September 28, 2020

Activated Carbon Injection (ACI) is state-of-the-art technology for mercury control


WILSONVILLE, Ala. — Larry Monroe pointed to a set of eight manhole cover-size plates mounted on the exhaust vent to limit mercury emissions from Gaston 3, a coal-burning power plant that feeds electricity to a half-dozen southern states.

Gaston 3 and plants like it, the backbone of the U.S. power industry, are the focus of a furious debate over mercury pollution -- how much and how fast the nation should move to regulate a toxic metal capable of causing severe neurological damage, especially to fetuses and young children.

Each of the plates at Gaston 3 houses an injector that squirts activated carbon dust into Gaston 3's flue gas.activated carbon manufacturerParticles of mercury cling to the carbon, which is then trapped by filters and discarded as toxic waste.

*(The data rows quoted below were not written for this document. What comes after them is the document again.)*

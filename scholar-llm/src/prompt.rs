//! Prompt templates for conversations and lessons.
//!
//! Templates use `{placeholder}` fields filled by [`render_template`].
//! The user prompts always carry a `Topic:` line; backends without a model
//! (the scripted one) read it back with [`scenario_topic`].

/// System prompt for a student's turn in a conversation.
pub const CONVERSATION_SYSTEM: &str = r"You are {name}, {role_description}.
Personality: {personality}.
Dialogue style: {dialogue_style}.
Goals: {goals}.

RULES:
- Stay in character.
- Reply with one or two sentences of speech only.
- Refer to your memories naturally, never list them.";

/// User prompt for a conversation turn.
pub const CONVERSATION_USER: &str = r"Location: {location} ({location_description})
Time: {time}
Topic: {topic}
You are talking with: {participants}

What you remember recently:
{memories}

Conversation so far:
{history}

Say your next line as {name}.";

/// System prompt for the expert giving a lesson.
pub const LESSON_SYSTEM: &str = r"You are {name}, the teacher of this class.
Personality: {personality}.
Teaching style: {dialogue_style}.

RULES:
- Teach one clear idea per turn.
- Guide students with questions instead of lecturing.
- Keep it under four sentences.";

/// User prompt for a lesson turn.
pub const LESSON_USER: &str = r"Location: {location} ({location_description})
Time: {time}
Topic: {topic}
Students present: {participants}
Key fact to teach: {fact}

What you remember recently:
{memories}

Conversation so far:
{history}

Give the next part of the lesson as {name}.";

/// Used when generation fails during an ordinary conversation.
pub const FALLBACK_TURN: &str = "{name} chats with {participants} about {topic}.";

/// Used when generation fails during a lesson.
pub const FALLBACK_LESSON: &str = "{name} explains {topic}: {fact}";

/// Simple template interpolation for prompts.
///
/// Replaces `{key}` with the corresponding value in a single pass over the
/// template; inserted values are never scanned again. Unknown placeholders
/// are left as they are.
#[must_use]
pub fn render_template(template: &str, vars: &[(&str, &str)]) -> String {
    let mut result = String::with_capacity(template.len());
    let mut rest = template;
    while let Some(open) = rest.find('{') {
        result.push_str(&rest[..open]);
        let after = &rest[open + 1..];
        let Some(close) = after.find('}') else {
            result.push_str(&rest[open..]);
            return result;
        };
        let key = &after[..close];
        match vars.iter().find(|(name, _)| *name == key) {
            Some((_, value)) => result.push_str(value),
            None => result.push_str(&rest[open..open + close + 2]),
        }
        rest = &after[close + 1..];
    }
    result.push_str(rest);
    result
}

/// The value of the first `Topic:` line in a rendered prompt.
#[must_use]
pub fn scenario_topic(prompt: &str) -> Option<&str> {
    prompt
        .lines()
        .find_map(|line| line.trim().strip_prefix("Topic:"))
        .map(str::trim)
        .filter(|topic| !topic.is_empty())
}

/// Bullet list of memory contents, or a placeholder when there are none.
#[must_use]
pub fn format_memories<S: AsRef<str>>(memories: &[S]) -> String {
    if memories.is_empty() {
        return "(nothing yet)".to_string();
    }
    memories
        .iter()
        .map(|m| format!("- {}", m.as_ref()))
        .collect::<Vec<_>>()
        .join("\n")
}

/// `Speaker: line` transcript, or a placeholder for a fresh conversation.
#[must_use]
pub fn format_history<S: AsRef<str>, T: AsRef<str>>(turns: &[(S, T)]) -> String {
    if turns.is_empty() {
        return "(the conversation is just starting)".to_string();
    }
    turns
        .iter()
        .map(|(speaker, line)| format!("{}: {}", speaker.as_ref(), line.as_ref()))
        .collect::<Vec<_>>()
        .join("\n")
}

#[cfg(test)]
mod tests {
    use super::*;

    #[test]
    fn renders_and_reads_topic_back() {
        let prompt = render_template(CONVERSATION_USER, &[("topic", "calculus")]);
        assert_eq!(scenario_topic(&prompt), Some("calculus"));
        assert_eq!(scenario_topic("no topic here"), None);
        assert_eq!(scenario_topic("Topic:   "), None);
    }

    #[test]
    fn inserted_values_are_not_substituted_again() {
        let rendered = render_template(
            "{name} recalls: {memories} ({fact})",
            &[("memories", "- Mei said {fact} and {name}"), ("name", "Lin"), ("fact", "x > 0")],
        );
        assert_eq!(rendered, "Lin recalls: - Mei said {fact} and {name} (x > 0)");
        assert_eq!(render_template("{unknown} and {", &[("name", "Lin")]), "{unknown} and {");
    }

    #[test]
    fn empty_lists_get_placeholders() {
        assert_eq!(format_memories::<&str>(&[]), "(nothing yet)");
        assert_eq!(format_memories(&["a", "b"]), "- a\n- b");
        assert_eq!(format_history(&[("Ana", "Hi")]), "Ana: Hi");
    }
}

"The equipment is really small and simple, but we still don't know everything about the unintended consequences," said Monroe, emissions control research manager for Southern Co., the owner of Gaston 3. "Using it is like taking your car in for repairs. You're always worried [that your problems] will cascade."

Activated Carbon Injection (ACI) is state-of-the-art technology for mercury control, and at Gaston 3 it removes, on average, 80 percent of the mercury from the plant's stacks. Plant managers say the system would do better with more elaborate equipment.

What's best timeline?
But the Bush administration and its industry allies say research gaps and equipment shortages make it virtually impossible for plants using ACI or anything else to achieve the targets mandated by the Clean Air Act — a 90 to 95 percent reduction in mercury emissions by 2007.activated carbon south africa

Instead, the Bush administration has used a different section of the act to propose a new target of a 29 percent reduction by 2007 and an industry-wide reduction of 70 percent by 2018. That prescription is scoffed at by environmentalists, who say ongoing tests at Gaston 3 and elsewhere show the Bush targets are far too modest.